*Task description*:
Your job is to set down the stretch of entries that opens with the line containing "let delegates = entry" and closes with the line containing "fn config(agents: Value)". Keep both end lines, copy each exactly, and add nothing.
========================================
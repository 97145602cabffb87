//! Host configuration: schema, loading, env substitution, and validation.
//!
//! Config files: `loom.json`, `loom.toml`, `loom.yaml` or `loom.yml`.
//! Searched in the project directory, then `~/.config/loom/`.
//!
//! Supports `${ENV_VAR}` substitution in the raw file text.

pub mod env_subst;
pub mod loader;
pub mod schema;
pub mod validate;

pub use {
    loader::{
        config_dir, discover_and_load, find_config_file, load_config, load_config_value,
        render_config, write_config,
    },
    schema::{AgentMap, CommandMap, LoomConfig, entry_is_disabled},
    validate::{Diagnostic, Severity, ValidationResult},
};
//! Post-composition check of the delegation rule over every agent entry,
//! including user-authored ones.

use {
    loom_config::{Diagnostic, LoomConfig, entry_is_disabled},
    serde::Serialize,
    serde_json::Value,
};

use crate::{capability::TASK, descriptor::AgentTier};

/// An agent that enables delegation without being primary.
#[derive(Debug, Clone, PartialEq, Eq, Serialize)]
pub struct CapabilityViolation {
    pub agent: String,
    /// Declared mode, `None` when the entry has no string `mode`.
    pub mode: Option<String>,
}

impl CapabilityViolation {
    pub fn to_diagnostic(&self) -> Diagnostic {
        Diagnostic::error(
            "delegation",
            format!("agent.{}.tools.{TASK}", self.agent),
            format!(
                "'{}' enables delegation but mode is {}; only primary agents may delegate",
                self.agent,
                self.mode.as_deref().unwrap_or("unset"),
            ),
        )
    }
}

impl std::fmt::Display for CapabilityViolation {
    fn fmt(&self, f: &mut std::fmt::Formatter<'_>) -> std::fmt::Result {
        write!(
            f,
            "agent '{}' enables task with mode {}",
            self.agent,
            self.mode.as_deref().unwrap_or("unset")
        )
    }
}

/// Report every enabled entry with `tools.task == true` and `mode != primary`.
///
/// Entries that are not objects or carry no `tools` table are ignored.
pub fn audit_capabilities(config: &LoomConfig) -> Vec<CapabilityViolation> {
    let Some(agents) = &config.agent else {
        return Vec::new();
    };

    agents
        .iter()
        .filter(|(_, entry)| !entry_is_disabled(entry))
        .filter_map(|(name, entry)| {
            let delegates = entry
                .get("tools")
                .and_then(|tools| tools.get(TASK))
                .and_then(Value::as_bool)
                .unwrap_or(false);
            let mode = entry.get("mode").and_then(Value::as_str);
            (delegates && mode != Some(AgentTier::Primary.as_str())).then(|| CapabilityViolation {
                agent: name.clone(),
                mode: mode.map(str::to_string),
            })
        })
        .collect()
}

#[allow(clippy::unwrap_used, clippy::expect_used)]
#[cfg(test)]
mod tests {
    use {super::*, serde_json::json};

    fn config(agents: Value) -> LoomConfig {
        LoomConfig::from_value(json!({ "agent": agents })).unwrap()
    }

    #[test]
    fn flags_delegating_subagents_and_missing_mode() {
        let config = config(json!({
            "ok": { "mode": "primary", "tools": { "task": true } },
            "sub": { "mode": "subagent", "tools": { "task": true } },
            "any": { "tools": { "task": true } },
            "quiet": { "mode": "subagent", "tools": { "task": false } },
        }));
        let violations = audit_capabilities(&config);
        assert_eq!(violations, [
            CapabilityViolation {
                agent: "sub".into(),
                mode: Some("subagent".into()),
            },
            CapabilityViolation {
                agent: "any".into(),
                mode: None,
            },
        ]);
        let diag = violations[0].to_diagnostic();
        assert_eq!(diag.path, "agent.sub.tools.task");
        assert_eq!(diag.category, "delegation");
    }

    #[test]
    fn ignores_disabled_and_shapeless_entries() {
        let config = config(json!({
            "off": { "disable": true, "mode": "subagent", "tools": { "task": true } },
            "weird": "not an object",
            "bare": {},
        }));
        assert!(audit_capabilities(&config).is_empty());
        assert!(audit_capabilities(&LoomConfig::default()).is_empty());
    }
}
========================================
*Answer box*:
            let delegates = entry
                .get("tools")
                .and_then(|tools| tools.get(TASK))
                .and_then(Value::as_bool)
                .unwrap_or(false);
            let mode = entry.get("mode").and_then(Value::as_str);
            (delegates && mode != Some(AgentTier::Primary.as_str())).then(|| CapabilityViolation {
                agent: name.clone(),
                mode: mode.map(str::to_string),
            })
        })
        .collect()
}

#[allow(clippy::unwrap_used, clippy::expect_used)]
#[cfg(test)]
mod tests {
    use {super::*, serde_json::json};

    fn config(agents: Value) -> LoomConfig {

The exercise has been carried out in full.